Aperta come non mai, anche grazie alla marcia trionfale dell’Aston Martin in Messico, la classifica della GTE-Pro. Nonostante i punti pesanti di Le Mans, l’equipaggio della Ford #66, Olivier Pla e Stefan Mucke, sono costretti ad inseguire sia i quattro piloti della casa di Banbury che i nostri Davide Rigon e Sam Bird. I due costruttori europei rinnovano la lotta anche nella classifica dedicata, con l’Aston leggermente in vantaggio (179 contro 176) sul Cavallino.
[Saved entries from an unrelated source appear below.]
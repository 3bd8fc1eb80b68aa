use dff::duplicates::{DuplicateFinder, FinderConfig};
use dff::scanner::{CollectorConfig, IdentityTracker, ScanWarning, TraversalWarning};
use std::fs;
use tempfile::tempdir;

fn following() -> DuplicateFinder {
    DuplicateFinder::new(
        FinderConfig::default()
            .with_collector_config(CollectorConfig::default().with_follow_symlinks(true)),
    )
}

#[test]
fn test_hardlinks_to_same_file_not_counted_as_duplicates() {
    let dir = tempdir().unwrap();
    let original = dir.path().join("original.txt");
    let hardlink = dir.path().join("hardlink.txt");
    fs::write(&original, b"identical content").unwrap();

    if let Err(e) = fs::hard_link(&original, &hardlink) {
        eprintln!("Skipping hardlink test: failed to create hardlink: {}", e);
        return;
    }

    let report = DuplicateFinder::with_defaults()
        .find_duplicates(&[dir.path().to_path_buf()])
        .unwrap();

    if IdentityTracker::detects_hardlinks() {
        assert!(report.groups.is_empty());
        assert_eq!(report.summary.total_files, 1);
        assert!(report.summary.warnings.is_empty());
    } else {
        assert_eq!(report.groups.len(), 1);
        assert_eq!(report.summary.total_files, 2);
    }
}

#[cfg(unix)]
#[test]
fn test_symlinks_not_followed_by_default() {
    let dir = tempdir().unwrap();
    let original = dir.path().join("original.txt");
    fs::write(&original, b"linked content").unwrap();
    std::os::unix::fs::symlink(&original, dir.path().join("link.txt")).unwrap();

    let report = DuplicateFinder::with_defaults()
        .find_duplicates(&[dir.path().to_path_buf()])
        .unwrap();

    assert!(report.groups.is_empty());
    assert_eq!(report.summary.total_files, 1);
}

#[cfg(unix)]
#[test]
fn test_followed_file_symlink_is_not_a_duplicate() {
    let dir = tempdir().unwrap();
    let original = dir.path().join("original.txt");
    fs::write(&original, b"linked content").unwrap();
    std::os::unix::fs::symlink(&original, dir.path().join("zlink.txt")).unwrap();

    let report = following()
        .find_duplicates(&[dir.path().to_path_buf()])
        .unwrap();

    assert!(report.groups.is_empty());
    assert_eq!(report.summary.total_files, 1);
}

#[cfg(unix)]
#[test]
fn test_symlink_loop_terminates_with_warning() {
    let dir = tempdir().unwrap();
    let sub = dir.path().join("sub");
    fs::create_dir(&sub).unwrap();
    fs::write(sub.join("a.txt"), b"looped").unwrap();
    fs::write(dir.path().join("b.txt"), b"looped").unwrap();
    std::os::unix::fs::symlink(dir.path(), sub.join("back")).unwrap();

    let report = following()
        .find_duplicates(&[dir.path().to_path_buf()])
        .unwrap();

    assert_eq!(report.groups.len(), 1);
    assert_eq!(report.groups[0].len(), 2);
    let cycles = report
        .summary
        .warnings
        .iter()
        .filter(|w| matches!(w, ScanWarning::Traversal(TraversalWarning::SkippedCycle(_))))
        .count();
    assert_eq!(cycles, 1);
}

#[cfg(unix)]
#[test]
fn test_symlinked_directory_visited_once() {
    let dir = tempdir().unwrap();
    let real = dir.path().join("real");
    fs::create_dir(&real).unwrap();
    fs::write(real.join("one.txt"), b"only once").unwrap();
    fs::write(real.join("two.txt"), b"only once").unwrap();
    std::os::unix::fs::symlink(&real, dir.path().join("alias")).unwrap();

    let report = following()
        .find_duplicates(&[dir.path().to_path_buf()])
        .unwrap();

    assert_eq!(report.summary.total_files, 2);
    assert_eq!(report.groups.len(), 1);
    assert_eq!(report.groups[0].len(), 2);
}
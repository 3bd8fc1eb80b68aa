//! dff - content-addressed duplicate file finder
//!
//! Entry point for the dff CLI application.

use clap::Parser;
use dff::{
    cli::Cli,
    error::{ExitCode, StructuredError},
};

fn main() {
    let cli = Cli::parse();
    let json_errors = cli.json_errors;

    match dff::run_app(cli) {
        Ok(code) => std::process::exit(code.as_i32()),
        Err(err) => {
            let exit_code = ExitCode::GeneralError;

            if json_errors {
                let structured = StructuredError::new(&err, exit_code);
                if let Ok(json) = serde_json::to_string_pretty(&structured) {
                    eprintln!("{}", json);
                } else {
                    eprintln!("[{}] Error: {:#}", exit_code.code_prefix(), err);
                }
            } else {
                eprintln!("[{}] Error: {:#}", exit_code.code_prefix(), err);
            }

            std::process::exit(exit_code.as_i32());
        }
    }
}
impl ScanSummary {
    /// Calculate the percentage of space that is wasted by duplicates.
    #[must_use]
    pub fn wasted_percentage(&self) -> f64 {
        if self.total_size == 0 {
            0.0
        } else {
            (self.wasted_space as f64 / self.total_size as f64) * 100.0
        }
    }

    /// Format reclaimable space as human-readable string.
    #[must_use]
    pub fn reclaimable_display(&self) -> String {
        bytesize::ByteSize::b(self.wasted_space).to_string()
    }

    /// Format total size as human-readable string.
    #[must_use]
    pub fn total_size_display(&self) -> String {
        bytesize::ByteSize::b(self.total_size).to_string()
    }

    /// Whether any warning was recorded.
    #[must_use]
    pub fn has_warnings(&self) -> bool {
        !self.warnings.is_empty()
    }

    fn absorb_stage_stats(&mut self, stats: &StageStats) {
        self.eliminated_by_prefix = stats.eliminated_by_prefix;
        self.prefix_digests = stats.prefix_digests;
        self.full_digests = stats.full_digests;
        self.bytes_hashed = stats.bytes_hashed;
    }

    fn absorb_groups(&mut self, groups: &[DuplicateGroup]) {
        self.duplicate_groups = groups.len();
        self.duplicate_files = groups.iter().map(DuplicateGroup::duplicate_count).sum();
        self.wasted_space = groups.iter().map(|g| g.wasted_space).sum();
    }
}

/// Everything a run produces.
#[derive(Debug, Clone, Default)]
pub struct ScanReport {
    /// Confirmed duplicate groups, most wasted space first
    pub groups: Vec<DuplicateGroup>,
    /// Counters and warnings
    pub summary: ScanSummary,
    /// Whether the run completed or was cancelled
    pub status: ScanStatus,
}

impl ScanReport {
    /// Whether the run was cut short by a shutdown request.
    #[must_use]
    pub fn is_cancelled(&self) -> bool {
        self.status == ScanStatus::Cancelled
    }

    /// Whether at least one duplicate group was found.
    #[must_use]
    pub fn has_duplicates(&self) -> bool {
        !self.groups.is_empty()
    }
}
//! Plain-text listing of duplicate groups.
//!
//! One block per group, blocks separated by a blank line:
//!
//! ```text
//! 5d41402abc4b2a76b9719d911017c592  5 B each, 5 B wasted
//!     /data/a.txt
//!     /data/b.txt
//!
//! 1 duplicate groups, 1 redundant files, 5 B reclaimable (3 files scanned, 0 warnings)
//! ```

use std::io::Write;

use bytesize::ByteSize;

use super::OutputError;
use crate::duplicates::{DuplicateGroup, ScanReport};

/// Human-readable group listing.
#[derive(Debug, Clone, Copy)]
pub struct ListOutput<'a> {
    report: &'a ScanReport,
}

impl<'a> ListOutput<'a> {
    /// Wrap a finished report.
    #[must_use]
    pub fn new(report: &'a ScanReport) -> Self {
        Self { report }
    }

    /// Write every group followed by the summary line.
    ///
    /// # Errors
    ///
    /// Returns an error if writing fails.
    pub fn write_to<W: Write>(&self, writer: &mut W) -> Result<(), OutputError> {
        for group in &self.report.groups {
            write_group(writer, group)?;
            writeln!(writer)?;
        }
        writeln!(writer, "{}", self.summary_line())?;
        Ok(())
    }

    /// The trailing summary line.
    #[must_use]
    pub fn summary_line(&self) -> String {
        let summary = &self.report.summary;
        let mut line = format!(
            "{} duplicate groups, {} redundant files, {} reclaimable ({} files scanned, {} warnings)",
            summary.duplicate_groups,
            summary.duplicate_files,
            summary.reclaimable_display(),
            summary.total_files,
            summary.warnings.len(),
        );
        if self.report.is_cancelled() {
            line.push_str(" [cancelled, results incomplete]");
        }
        line
    }
}

fn write_group<W: Write>(writer: &mut W, group: &DuplicateGroup) -> std::io::Result<()> {
    writeln!(
        writer,
        "{}  {} each, {} wasted",
        group.digest_hex(),
        ByteSize::b(group.size),
        ByteSize::b(group.wasted_space)
    )?;
    for file in &group.files {
        writeln!(writer, "    {}", file.path.display())?;
    }
    Ok(())
}
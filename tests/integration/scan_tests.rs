use dff::duplicates::{DuplicateFinder, FinderConfig, ScanStatus};
use dff::scanner::DigestAlgorithm;
use std::fs::{self, File};
use std::io::Write;
use std::path::{Path, PathBuf};
use tempfile::tempdir;

fn write(dir: &Path, name: &str, content: &[u8]) {
    let path = dir.join(name);
    if let Some(parent) = path.parent() {
        fs::create_dir_all(parent).unwrap();
    }
    File::create(path).unwrap().write_all(content).unwrap();
}

fn names(paths: &[PathBuf]) -> Vec<String> {
    paths
        .iter()
        .map(|p| p.file_name().unwrap().to_string_lossy().into_owned())
        .collect()
}

#[test]
fn test_scan_empty_directory() {
    let dir = tempdir().unwrap();
    let finder = DuplicateFinder::with_defaults();

    let report = finder.find_duplicates(&[dir.path().to_path_buf()]).unwrap();

    assert!(report.groups.is_empty());
    assert_eq!(report.status, ScanStatus::Completed);
    assert_eq!(report.summary.total_files, 0);
    assert_eq!(report.summary.duplicate_groups, 0);
}

#[test]
fn test_scan_unique_files() {
    let dir = tempdir().unwrap();
    write(dir.path(), "a.txt", b"content a");
    write(dir.path(), "b.txt", b"content bb");
    write(dir.path(), "c.txt", b"content ccc");

    let finder = DuplicateFinder::with_defaults();
    let report = finder.find_duplicates(&[dir.path().to_path_buf()]).unwrap();

    assert!(report.groups.is_empty());
    assert_eq!(report.summary.total_files, 3);
    assert_eq!(report.summary.eliminated_by_size, 3);
    assert_eq!(report.summary.prefix_digests, 0);
    assert_eq!(report.summary.full_digests, 0);
}

#[test]
fn test_scan_hello_world() {
    let dir = tempdir().unwrap();
    write(dir.path(), "a.txt", b"hello");
    write(dir.path(), "b.txt", b"hello");
    write(dir.path(), "c.txt", b"world");

    let finder = DuplicateFinder::with_defaults();
    let report = finder.find_duplicates(&[dir.path().to_path_buf()]).unwrap();

    assert_eq!(report.groups.len(), 1);
    let group = &report.groups[0];
    assert_eq!(names(&group.paths()), vec!["a.txt", "b.txt"]);
    assert_eq!(group.size, 5);
    assert_eq!(group.wasted_space, 5);
    assert_eq!(group.digest_hex(), "5d41402abc4b2a76b9719d911017c592");
    assert_eq!(report.summary.eliminated_by_prefix, 1);
    assert_eq!(report.summary.full_digests, 2);
}

#[test]
fn test_scan_nested_directories_keep_discovery_order() {
    let dir = tempdir().unwrap();
    write(dir.path(), "z.txt", b"nested dup");
    write(dir.path(), "sub/deeper/x.txt", b"nested dup");
    write(dir.path(), "a.txt", b"nested dup");

    let finder = DuplicateFinder::with_defaults();
    let report = finder.find_duplicates(&[dir.path().to_path_buf()]).unwrap();

    assert_eq!(report.groups.len(), 1);
    assert_eq!(names(&report.groups[0].paths()), vec!["a.txt", "x.txt", "z.txt"]);
    assert_eq!(report.groups[0].wasted_space, 20);
}

#[test]
fn test_scan_three_empty_files() {
    let dir = tempdir().unwrap();
    write(dir.path(), "e1", b"");
    write(dir.path(), "e2", b"");
    write(dir.path(), "e3", b"");

    let finder = DuplicateFinder::with_defaults();
    let report = finder.find_duplicates(&[dir.path().to_path_buf()]).unwrap();

    assert_eq!(report.groups.len(), 1);
    assert_eq!(report.groups[0].len(), 3);
    assert_eq!(report.groups[0].wasted_space, 0);
    assert_eq!(report.groups[0].digest, DigestAlgorithm::Md5.empty_digest());
    assert_eq!(report.summary.prefix_digests, 0);
    assert_eq!(report.summary.full_digests, 0);
}

#[test]
fn test_prefix_mismatch_skips_full_digest() {
    let dir = tempdir().unwrap();
    write(dir.path(), "a.bin", b"aaaaaaaaaa");
    write(dir.path(), "b.bin", b"bbbbbbbbbb");

    let finder = DuplicateFinder::with_defaults();
    let report = finder.find_duplicates(&[dir.path().to_path_buf()]).unwrap();

    assert!(report.groups.is_empty());
    assert_eq!(report.summary.prefix_digests, 2);
    assert_eq!(report.summary.eliminated_by_prefix, 2);
    assert_eq!(report.summary.full_digests, 0);
}

#[test]
fn test_difference_after_prefix_is_detected() {
    let dir = tempdir().unwrap();
    let mut first = vec![7u8; 10_000];
    let second = first.clone();
    first[9_999] = 8;
    write(dir.path(), "first.bin", &first);
    write(dir.path(), "second.bin", &second);
    write(dir.path(), "third.bin", &second);

    let config = FinderConfig::default().with_prefix_bytes(4096);
    let report = DuplicateFinder::new(config)
        .find_duplicates(&[dir.path().to_path_buf()])
        .unwrap();

    assert_eq!(report.summary.full_digests, 3);
    assert_eq!(report.groups.len(), 1);
    assert_eq!(names(&report.groups[0].paths()), vec!["second.bin", "third.bin"]);
}

#[test]
fn test_groups_ordered_by_wasted_space() {
    let dir = tempdir().unwrap();
    // 3 x 4 bytes -> 8 wasted
    write(dir.path(), "small1", b"abcd");
    write(dir.path(), "small2", b"abcd");
    write(dir.path(), "small3", b"abcd");
    // 2 x 10 bytes -> 10 wasted
    write(dir.path(), "big1", b"0123456789");
    write(dir.path(), "big2", b"0123456789");
    // 2 x 5 bytes -> 5 wasted
    write(dir.path(), "mid1", b"fghij");
    write(dir.path(), "mid2", b"fghij");

    let report = DuplicateFinder::with_defaults()
        .find_duplicates(&[dir.path().to_path_buf()])
        .unwrap();

    let wasted: Vec<u64> = report.groups.iter().map(|g| g.wasted_space).collect();
    assert_eq!(wasted, vec![10, 8, 5]);
    assert_eq!(report.summary.wasted_space, 23);
    assert_eq!(report.summary.duplicate_files, 4);
}

#[test]
fn test_algorithms_agree_on_grouping() {
    let dir = tempdir().unwrap();
    write(dir.path(), "a", b"same bytes");
    write(dir.path(), "b", b"same bytes");
    write(dir.path(), "c", b"diff bytes");

    for algorithm in [
        DigestAlgorithm::Md5,
        DigestAlgorithm::Sha256,
        DigestAlgorithm::Blake3,
    ] {
        let config = FinderConfig::default().with_algorithm(algorithm);
        let report = DuplicateFinder::new(config)
            .find_duplicates(&[dir.path().to_path_buf()])
            .unwrap();

        assert_eq!(report.groups.len(), 1, "algorithm {algorithm}");
        assert_eq!(names(&report.groups[0].paths()), vec!["a", "b"]);
        assert_eq!(report.groups[0].digest_hex().len(), algorithm.output_len() * 2);
    }
}

#[test]
fn test_scan_is_idempotent() {
    let dir = tempdir().unwrap();
    for i in 0..5 {
        write(dir.path(), &format!("dup{i}.txt"), b"repeated");
        write(dir.path(), &format!("uniq{i}.txt"), format!("unique-{i}").as_bytes());
    }

    let finder = DuplicateFinder::with_defaults();
    let first = finder.find_duplicates(&[dir.path().to_path_buf()]).unwrap();
    let second = finder.find_duplicates(&[dir.path().to_path_buf()]).unwrap();

    assert_eq!(first.groups, second.groups);
    assert_eq!(first.groups[0].len(), 5);
}

#[test]
fn test_single_threaded_matches_parallel() {
    let dir = tempdir().unwrap();
    for i in 0..20 {
        let content = format!("content-{}", i % 4);
        write(dir.path(), &format!("f{i:02}"), content.as_bytes());
    }

    let serial = DuplicateFinder::new(
        FinderConfig::default()
            .with_cpu_concurrency(1)
            .with_io_concurrency(1),
    )
    .find_duplicates(&[dir.path().to_path_buf()])
    .unwrap();
    let parallel = DuplicateFinder::new(
        FinderConfig::default()
            .with_cpu_concurrency(8)
            .with_io_concurrency(8),
    )
    .find_duplicates(&[dir.path().to_path_buf()])
    .unwrap();

    assert_eq!(serial.groups, parallel.groups);
    assert_eq!(serial.groups.len(), 4);
}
Per la vittoria di tappa invece, da non sottovalutare la Porsche del Dempsey-Proton che, se dovessero avverarsi le previsioni meteo del weekend, potrebbe ritrovare il passo giusto per piazzare il colpaccio con l’equipaggio che vinse lo scorso anno con la 911 RSR ufficiale, Richard Lietz e Michael Chistensen. Da segnalare il ritorno di fernando rees sulla Vantage #97 al posto di Richie Stanaway, impegnato col V8 austaliano, ed infine il ritorno dell’equipaggio a tre per la Ford #67 con Marino Franchitti ancora al fianco, come in Messico, di Andy Priaulx ed Harry Tincknell.

La seconda vittoria stagionale della Porsche dell’Abu-Dhabi Proton ha permesso di avvicinare l’equipaggio della 911 #88, ai battistrada di AF Corse in GTE-Am. Francois Perrodo, Emmanuel Collard e Rui Aguas conducono agevolmente la classifica con ben 35 punti di vantaggio sui rivali, che per l’occasione schiereranno Kevin Estre al posto di Patrick Long.

L’appuntamento in pista è per giovedì 15 settembre alle ore 2.45 PM, ora locale, con le prime libere.